Mas o mais importante, homens e mulheres tendem a apaixonar-se por pessoas que se enquadram no «mapa do amor» uma vasta e inconsciente lista de traços que procuramos no nosso parceiro. Diz-nos Helen Fisher que esses mapas individuais se desenvolvem durante a infância e vão-se modificando ao longo da nossa vida, mas é ele que nos guia na busca por um parceiro.

4 comentários:

O bEM viVER disse...

Emília,

Muito interessante! E intrigante também. mas a paixão realmente "faz coisas". E desencadeia sentimentos inimagináveis. São inúmeras atitudes, que vez ou outra presenciamos.

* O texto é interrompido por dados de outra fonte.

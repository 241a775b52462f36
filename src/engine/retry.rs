use super::SwapEngine;
use crate::db::ops::*;
use crate::err_from;
use crate::error::EngineError;
use crate::error::*;
use crate::events::EngineEventContent;
use crate::db::model::SwapStatus;
use chrono::Utc;
use std::sync::Arc;

pub async fn retry_loop(engine: Arc<SwapEngine>) {
    log::info!("Starting failed swap retrier");
    while !engine.is_stopped() {
        engine.idle_sleep().await;
        match retry_once(&engine).await {
            Ok(0) => {}
            Ok(count) => log::info!("Re-queued {} failed swaps for another fill attempt", count),
            Err(e) => log::error!("Retry pass failed: {}", e),
        }
    }
    log::info!("Failed swap retrier stopped");
}

/// Re-drive SendFailed swaps with bounded exponential backoff. A retried
/// swap goes back to Confirmed and the filler builds a fresh fill tx; after
/// max_retry attempts the swap stays SendFailed for good.
pub async fn retry_once(engine: &SwapEngine) -> Result<usize, EngineError> {
    let swaps = get_retryable_swaps(&engine.conn, engine.max_retry, engine.batch_size)
        .await
        .map_err(err_from!())?;
    let now = Utc::now();
    let mut retried = 0;

    for mut swap in swaps {
        if !engine.verify_swap(&swap) {
            log::error!("verify hmac of swap failed: {}", swap.start_tx_hash);
            engine
                .emit(EngineEventContent::IntegrityViolation {
                    start_tx_hash: swap.start_tx_hash.clone(),
                })
                .await;
            let reason = format!("verify hmac of swap failed: {}", swap.start_tx_hash);
            if let Err(e) = engine.reject_swap(&mut swap, &reason).await {
                log::error!("write db error: {}", e);
                engine
                    .emit(EngineEventContent::DbWriteFailed(e.to_string()))
                    .await;
            }
            continue;
        }

        let backoff_secs = engine
            .retry_backoff
            .as_secs()
            .saturating_mul(1u64 << swap.retry_count.clamp(0, 32));
        let due = swap.updated_at + chrono::Duration::seconds(backoff_secs.min(i64::MAX as u64) as i64);
        if due > now {
            continue;
        }

        swap.status = SwapStatus::Confirmed;
        swap.retry_count += 1;
        swap.log = format!("retry attempt {} of {}", swap.retry_count, engine.max_retry);
        engine.seal_swap(&mut swap);

        let write_res = async {
            let mut db_transaction = engine.conn.begin().await.map_err(err_from!())?;
            update_swap(&mut *db_transaction, &swap)
                .await
                .map_err(err_from!())?;
            db_transaction.commit().await.map_err(err_from!())?;
            Ok::<(), EngineError>(())
        }
        .await;

        match write_res {
            Ok(()) => {
                log::info!(
                    "Retrying failed swap, start tx hash {}, attempt {} of {}",
                    swap.start_tx_hash,
                    swap.retry_count,
                    engine.max_retry
                );
                retried += 1;
            }
            Err(e) => {
                log::error!("write db error: {}", e);
                engine
                    .emit(EngineEventContent::DbWriteFailed(e.to_string()))
                    .await;
            }
        }
    }

    Ok(retried)
}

Tanto para o lúcido quanto para a loucura.

Abraço,

Lena

Alterado disse...

Sabe Emília , toda vez que vejo a ciência caminhando para desvendar a reações bioquímicas que acontecem silenciosamente dentro do nosso organismo ,fico com a neura de criarem uma droga sintética do amor ou da felicidades , por um aldo isto parece muito bom , mas meu receio fica se estas drogas tornarem as pessoas viciadas.Logo sentimentos puros e superiores teriam menos valor ainda ,frente ao que pode ser encontrado na farmácia !

Parabéns pelo artigo

abraços

Beth disse...

Renato Russo fez uma composição, um recorte da poesia de luiz de Camões e o apóstolo Paulo, chamada "monte castelo". Para mim é a melhor definição do amor, que diz:

"Ainda que eu falasse
A língua dos homens
E falasse a língua do anjos
Sem amor, eu nada seria...

É só o amor, é só o amor
Que conhece o que é verdade
O amor é bom, não quer o mal
Não sente inveja
Ou se envaidece...

O amor é o fogo
Que arde sem se ver
É ferida que dói
E não se sente
É um contentamento
Descontente
É dor que desatina sem doer...

Ainda que eu falasse
A língua dos homens
E falasse a língua dos anjos
Sem amor, eu nada seria...

É um não querer
Mais que bem querer
É solitário andar
Por entre a gente
É um não contentar-se
De contente
É cuidar que se ganha
Em se perder...

É um estar-se preso
Por vontade
É servir a quem vence
O vencedor
É um ter com quem nos mata
A lealdade
Tão contrário a si
É o mesmo amor...

Estou acordado
E todos dormem, todos dormem
Todos dormem
Agora vejo em parte
Mas então veremos face a face
É só o amor, é só o amor
Que conhece o que é verdade...

Ainda que eu falasse
A língua dos homens
E falasse a língua do anjos
Sem amor, eu nada seria..."

Se isso é droga, sou usuária, rsrs
Beijo Emilia

Thales disse...

Acho dificil fabricarem uma droga para deixar as pessoas apaixonadas,isso seria um absurdo visto que forçaria o corpo a sair de seu estado normal, nunca daria certo... agora se desenvolvessem uma droga para fazer pessoas que se encontram por algum motivo , impedidas de sentir esse sentimento a 'paixão' , como nos casos em que há grande inibição motivacional , acho bem apropriado.A ciência deveria caminhar por esses lados, o de consertar, não o de provocar!